Daughter of murder victim finds healing by meeting father’s killer

May 31, 2018 | 3:32 PM

KAMLOOPS — It’s Victims and Survivors of Crime Week across Canada, a time to raise awareness of services, laws, and paths to healing for those impacted by crime. 

A Vancouver woman visited Kamloops this week to share her story of healing through restorative justice processes. 

On September 16, 1992 her family’s lives were changed forever. 

“When I was 11 years old a young man high on a number of substances broke into my home, and upon confrontation murdered my father,” Cragg said. 

Cragg and her family were living in Calgary when her father, Dr. Geoffrey Cragg, was brutally murdered. 

Years later, Carys decided to reach out to the man who took his life. 

“After years of healing and struggle I decided that I wanted to meet the incarcerated man who murdered my father,” she said. “That was about 20 years into his incarceration, and through a restorative justice program out in the Lower Mainland in B.C., they walked me through that entire process.”

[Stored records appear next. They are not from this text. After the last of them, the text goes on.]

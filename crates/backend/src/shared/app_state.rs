use once_cell::sync::OnceCell;

use contracts::shared::component::Component;

use crate::shared::callbacks::BindingTable;
use crate::shared::config::Config;
use crate::shared::dock::DockApp;

/// Everything shared by all sessions. Read-only once initialized.
#[derive(Debug)]
pub struct AppState {
    pub dock: DockApp,
    pub bindings: BindingTable,
    pub page: Component,
}

static APP_STATE: OnceCell<AppState> = OnceCell::new();

pub fn initialize_app_state(config: &Config) -> anyhow::Result<()> {
    let state = crate::dashboards::d400_dock_demo::build_state(&config.dock)?;
    APP_STATE
        .set(state)
        .map_err(|_| anyhow::anyhow!("application state already initialized"))
}

pub fn get_app_state() -> &'static AppState {
    APP_STATE
        .get()
        .expect("Application state has not been initialized")
}

#[cfg(test)]
pub fn init_for_tests() -> &'static AppState {
    APP_STATE.get_or_init(|| {
        crate::dashboards::d400_dock_demo::build_state(&Default::default())
            .expect("demo state must build")
    })
}
//! Tab counting and the free-tier tab limit.
//!
//! Without an API key the dock shows at most `limit` tabs: borders consume
//! the budget first, then the main layout depth-first.

use serde::{Deserialize, Serialize};

use super::model::{DockModel, LayoutNode, RowNode, TabSetNode};

/// Default number of tabs available without an API key.
pub const DEFAULT_FREE_TAB_LIMIT: usize = 3;

#[derive(Debug, Clone, Copy, Default, PartialEq, Eq, Serialize, Deserialize)]
pub struct TabCount {
    pub total: usize,
    pub border_tabs: usize,
    pub layout_tabs: usize,
}

impl DockModel {
    pub fn count_tabs(&self) -> TabCount {
        let border_tabs: usize = self.borders.iter().map(count_in_node).sum();
        let layout_tabs = count_in_node(&self.layout);
        TabCount {
            total: border_tabs + layout_tabs,
            border_tabs,
            layout_tabs,
        }
    }

    pub fn exceeds_free_tier_limit(&self, limit: usize) -> bool {
        self.count_tabs().total > limit
    }

    /// Returns a copy of the model trimmed to at most `limit` tabs.
    ///
    /// Tabsets and nested rows left without tabs are dropped, the root row is
    /// always kept, and `selected` is clamped so a valid model stays valid.
    pub fn limit_to_free_tier(&self, limit: usize) -> DockModel {
        if !self.exceeds_free_tier_limit(limit) {
            return self.clone();
        }

        let mut remaining = limit;
        let mut borders = Vec::with_capacity(self.borders.len());
        for node in &self.borders {
            let LayoutNode::Border(border) = node else {
                borders.push(node.clone());
                continue;
            };
            let mut border = border.clone();
            let keep = border.children.len().min(remaining);
            border.children.truncate(keep);
            remaining -= keep;
            borders.push(LayoutNode::Border(border));
        }

        let layout = match limit_node(&self.layout, &mut remaining) {
            Some(node) => node,
            None => LayoutNode::Row(RowNode {
                weight: match &self.layout {
                    LayoutNode::Row(row) => row.weight,
                    _ => 100.0,
                },
                children: Vec::new(),
            }),
        };

        DockModel {
            global: self.global.clone(),
            borders,
            layout,
        }
    }
}

fn count_in_node(node: &LayoutNode) -> usize {
    match node {
        LayoutNode::Tab(_) => 1,
        other => other.children().iter().map(count_in_node).sum(),
    }
}

fn limit_node(node: &LayoutNode, remaining: &mut usize) -> Option<LayoutNode> {
    if *remaining == 0 {
        return None;
    }
    match node {
        LayoutNode::Tab(_) => {
            *remaining -= 1;
            Some(node.clone())
        }
        LayoutNode::TabSet(set) => {
            let keep = set.children.len().min(*remaining);
            if keep == 0 {
                return None;
            }
            *remaining -= keep;
            Some(LayoutNode::TabSet(TabSetNode {
                weight: set.weight,
                selected: set.selected.min(keep - 1),
                children: set.children[..keep].to_vec(),
            }))
        }
        LayoutNode::Row(row) => {
            let mut children = Vec::new();
            for child in &row.children {
                if let Some(limited) = limit_node(child, remaining) {
                    children.push(limited);
                }
            }
            if children.is_empty() {
                return None;
            }
            Some(LayoutNode::Row(RowNode {
                weight: row.weight,
                children,
            }))
        }
        LayoutNode::Border(_) => None,
    }
}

After two years of correspondence Cragg met her father’s murderer. 

“(It was) both surreal, but also kind of just like a regular meeting between people,” Cragg said. “We had written so much to and from each other and established that safety and general awareness of him as a human being and vice versa, and so when we came to meet each other I got even more of a sense of him as a person.”

Cragg has written a book about her experience titled Dead Reckoning. In it she described the way she found healing, and the importance of restorative justice to her own personal journey. 

“Repairing harm, repairing relationships, repairing self can mean a million different things, and so for me it took the path of letter-writing and information sharing, etc,” Cragg said. 

She said her other family members have no interest in knowing the man who took her father’s life, adding everyone’s path to healing is different. 

 “I would … identify as an advocate for victims and survivors of crime getting what they need, and if that happens to be through restorative justice practices, fantastic, then let’s do that. But, if it’s through other processes  let’s do that as well. So, I’m really more of an advocate for victims and survivors of any type of crime getting what they need, because so much is shattered no matter what type of crime has happened.”